More Difficult Phase of Hurricane Relief Underway

The Hurricane María Disaster Relief Center at Orlando International Airport, seen in November, has helped thousands of Puerto Rican evacuees. /Maria Padilla

The 2018 new year will open a second, more difficult, phase of Hurricane María relief efforts for Puerto Ricans in Central Florida, after the new arrivals center at Orlando International Airport closes its doors on December 29.

The shuttering of the facility – which has helped 34,000 mostly Puerto Ricans since it opened October 3, including at  Miami-Dade airport and Port Everglades – will leave Central Florida with two relief centers, one each in Osceola and Seminole counties. Orange County, which partnered with agencies at the airport, is opening a relief center before year’s end.

The assistance needed in the new year will be different from the aid first offered to evacuees, who are escaping unlivable conditions on the island – as of this writing, Puerto Rico has gone nearly 100 days without full electricity, the longest blackout in U.S. history. Orlando-area agencies have to grapple with efforts to help stabilize the lives of evacuees, by definition a thornier initiative, given the lack of available resources, most significantly affordable housing.

Stabilizing Lives

What happens when temporary housing vouchers expire for thousands of people living in motels mostly in Osceola and Orange? Will elected officials continue to point “that-a-way” toward who is responsible for stepping up to the plate? Will they join forces to tackle issues together?

The Hurricane María Disaster Relief Center, as the center is officially known, was an extraordinary move by gubernatorial executive order but it didn’t come with state dollars attached. Each agency has borne the cost of its involvement.

Hurricane Relief

Evacuees in Orlando received:

  • Job referrals
  • Health services
  • Assistance from FEMA
  • Emotional and spiritual care
  • Food assistance
  • Public school registration
  • Clothing assistance
  • ID cards or drivers licenses
  • Lynx bus passes

This does not include the over 4,000 students who have enrolled in Orange County schools and over 2,000 in Osceola, which has the highest concentration of Puerto Ricans in the state of Florida. Gov. Rick Scott this week called on Congress to pass relief funding to provide “critical funding for local school districts enrolling students displaced from Puerto Rico,” among other things.

Lamentably, most local Latino efforts are understandably focused on aid to Puerto Rico, but they need to start focusing attention on local assistance for the tens of thousands of evacuees here. In fact, the only local Latino group providing assistance to Puerto Rican evacuees is Latino Leadership Inc., according to information provided by the governor’s office. That is not enough.

Another local group CASA, or Coordinadora de Apoyo, Solidaridad y Ayuda, has sent 2 million pounds of food and supplies to Puerto Rico. Coordinator Jimmy Torres Vélez of Iniciativa Acción Puertorriqueña said he would turn his attention to Orlando “very soon” by participating in case management along with other agencies at its 19,000 square-foot warehouse on Goldenrod Road owned by Orange County government. That is good news, as the warehouse is stocked with food and supplies that could be put to good use here.

New Housing Legislation

State Rep. Bob Cortés (R-Altamonte Springs and a member of the House Select Committee on Hurricane Response and Preparedness) is probably the state’s most vocal supporter of the Puerto Rican evacuees, pushing Gov. Scott to do more. He has proposed House Bill 987 on affordable housing.
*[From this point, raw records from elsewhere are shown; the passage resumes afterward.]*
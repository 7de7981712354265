//! Master-stack tiling with gaps (§4.5).

use crate::client::{ClientId, Clients};
use crate::geometry::Rect;
use crate::monitor::Monitor;

/// Compute tiled geometry for every visible, non-floating client on `mon`,
/// in arrangement order. Returns `(ClientId, Rect)` pairs; the caller is
/// responsible for running each through `apply_size_hints` and issuing the
/// X configure (this module only does arithmetic, matching dwm's `tile()`
/// separated from `resize()`).
///
/// Boundary behaviors (§8): an empty monitor yields no rectangles; with
/// `nmaster == 0` the master column has zero width and every client goes to
/// the stack column.
pub fn tile(mon: &Monitor, clients: &Clients) -> Vec<(ClientId, Rect)> {
    let visible = mon.tiled_clients(clients);
    let n = visible.len();
    if n == 0 {
        return Vec::new();
    }

    let gap = mon.gappx;
    let work = mon.work;
    let nmaster = (mon.nmaster as usize).min(n);

    let master_w = if n > nmaster {
        ((work.w as f32) * mon.mfact) as i32
    } else {
        work.w
    };

    let mut out = Vec::with_capacity(n);
    let mut master_y = work.y + gap;
    let mut stack_y = work.y + gap;
    let master_remaining_h = work.h - gap;
    let stack_remaining_h = work.h - gap;

    for (i, &id) in visible.iter().enumerate() {
        if i < nmaster {
            let remaining = nmaster - i;
            let h = (master_remaining_h - (master_y - (work.y + gap))) / remaining as i32 - gap;
            let w = if nmaster == n { work.w - 2 * gap } else { master_w - gap - gap / 2 };
            let r = Rect::new(work.x + gap, master_y, w, h);
            master_y += h + gap;
            out.push((id, r));
        } else {
            let remaining = n - i;
            let h = (stack_remaining_h - (stack_y - (work.y + gap))) / remaining as i32 - gap;
            let stack_x = if nmaster == 0 {
                work.x + gap
            } else {
                work.x + master_w + gap / 2
            };
            let stack_w = if nmaster == 0 {
                work.w - 2 * gap
            } else {
                work.w - master_w - gap - gap / 2
            };
            let r = Rect::new(stack_x, stack_y, stack_w, h);
            stack_y += h + gap;
            out.push((id, r));
        }
    }

    out
}

#[cfg(test)]
mod tests {
    use super::*;
    use crate::client::{attach, Client};
    use crate::monitor::MonitorId;

    fn mon_with(n: usize, nmaster: u32) -> (Monitor, Clients) {
        let mut mon = Monitor::new(0, Rect::new(0, 0, 1920, 1080));
        mon.update_work_area(false, false);
        mon.nmaster = nmaster;
        mon.gappx = 10;
        mon.mfact = 0.55;
        let mut clients = Clients::new();
        for _ in 0..n {
            let id = clients.insert(Client::new(0, MonitorId(0), 1, Rect::new(0, 0, 1, 1), 0));
            attach(&mut clients, &mut mon, id);
        }
        (mon, clients)
    }

    #[test]
    fn empty_monitor_is_noop() {
        let (mon, clients) = mon_with(0, 1);
        assert!(tile(&mon, &clients).is_empty());
    }

    #[test]
    fn n_le_nmaster_uses_full_width() {
        let (mon, clients) = mon_with(1, 1);
        let result = tile(&mon, &clients);
        assert_eq!(result.len(), 1);
        let (_, r) = result[0];
        assert_eq!(r.w, mon.work.w - 2 * mon.gappx);
    }

    #[test]
    fn zero_nmaster_puts_single_client_in_stack() {
        let (mon, clients) = mon_with(1, 0);
        let result = tile(&mon, &clients);
        assert_eq!(result.len(), 1);
        let (_, r) = result[0];
        assert_eq!(r.x, mon.work.x + mon.gappx);
        assert_eq!(r.w, mon.work.w - 2 * mon.gappx);
    }

    #[test]
    fn scenario_two_clients_master_stack_placement() {
        let mut mon = Monitor::new(0, Rect::new(0, 0, 1920, 1080));
        mon.gappx = 10;
        mon.mfact = 0.55;
        mon.nmaster = 1;
        mon.update_work_area(false, false);
        let mut clients = Clients::new();
        let a = clients.insert(Client::new(1, MonitorId(0), 1, Rect::new(0, 0, 1, 1), 0));
        let b = clients.insert(Client::new(2, MonitorId(0), 1, Rect::new(0, 0, 1, 1), 0));
        attach(&mut clients, &mut mon, a);
        attach(&mut clients, &mut mon, b);

        let result = tile(&mon, &clients);
        assert_eq!(result.len(), 2);
        let (master_id, master) = result[0];
        let (stack_id, stack) = result[1];
        assert_ne!(master_id, stack_id);

        assert_eq!(master.x, 10);
        assert_eq!(master.y, 10);
        assert!(master.w > 1000 && master.w < 1060);
        assert_eq!(master.h, 1060);

        assert!(stack.x >= master.x + master.w);
        assert!(stack.x + stack.w <= mon.work.x + mon.work.w);
        assert_eq!(stack.h, 1060);
    }

    #[test]
    fn master_and_stack_are_contained_and_non_overlapping() {
        let (mon, clients) = mon_with(2, 1);
        let result = tile(&mon, &clients);
        assert_eq!(result.len(), 2);
        let (_, master) = result[0];
        let (_, stack) = result[1];
        assert!(master.x + master.w <= stack.x);
        assert!(master.x >= mon.work.x);
        assert!(stack.x + stack.w <= mon.work.x + mon.work.w);
    }
}
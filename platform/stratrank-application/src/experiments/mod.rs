mod ranking;

pub use crate::shared::resolve_ranking_request;
pub use ranking::{
    rank_candidates, rank_candidates_with_hooks, CancellationToken, RankingProgress,
    RankingReport, RankingRequest, StrategyRanking,
};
The bill steps on several political toes by calling for a five-year ban on impact fees, causing indigestion among local elected officials who depend on impact fees for additional revenue and opponents of growth who depend on the fees to slow development of the area’s open space. (It’s unclear whether an impact fee ban would propel affordable housing.)

It also pushes lawmakers to restore Sadowski funds, a state trust for affordable housing that the Legislature raids each year, grabbing about half of it or $150 million to fill budget holes.

Cortés wrote in a tweet that the proposed legislation, “[i]ncludes policy changes from local & state,” and then he tweaked the noses of federal elected officials, stating “Now if we get help from the , it will be complete .

To be fair to other state legislators, Cortés is in the Republican majority, while all of Orange County’s Hispanic federal and state delegations are in the Democratic minority – Congressman Darren Soto, State Sen. Víctor Torres, State Reps. Amy Mercado and Carlos Guillermo Smith. Two other congressional officials with a sizable number of Latino constituents – Cong. Val Demings and Cong. Stephanie Murphy – also are Democrats.

Other Considerations

Clearly, the upcoming legislative session also will need to cough up more funds for education to accommodate the new students as well as medical care in the form of Medicaid – in a state that never accepted Obamacare, which called for a significant expansion of Medicaid. (NOTE: Because Florida was a Hurricane Irma disaster area, the Obamacare sign up period expires December 31.) More funds should be channeled to local non profits that are first in line to provide evacuee assistance but last in line for funding.

The December 29 closing of Florida’s Hurricane María Relief Centers, the legislative session and local efforts are the most important determining factors in the next phase of aid to Puerto Rican evacuees.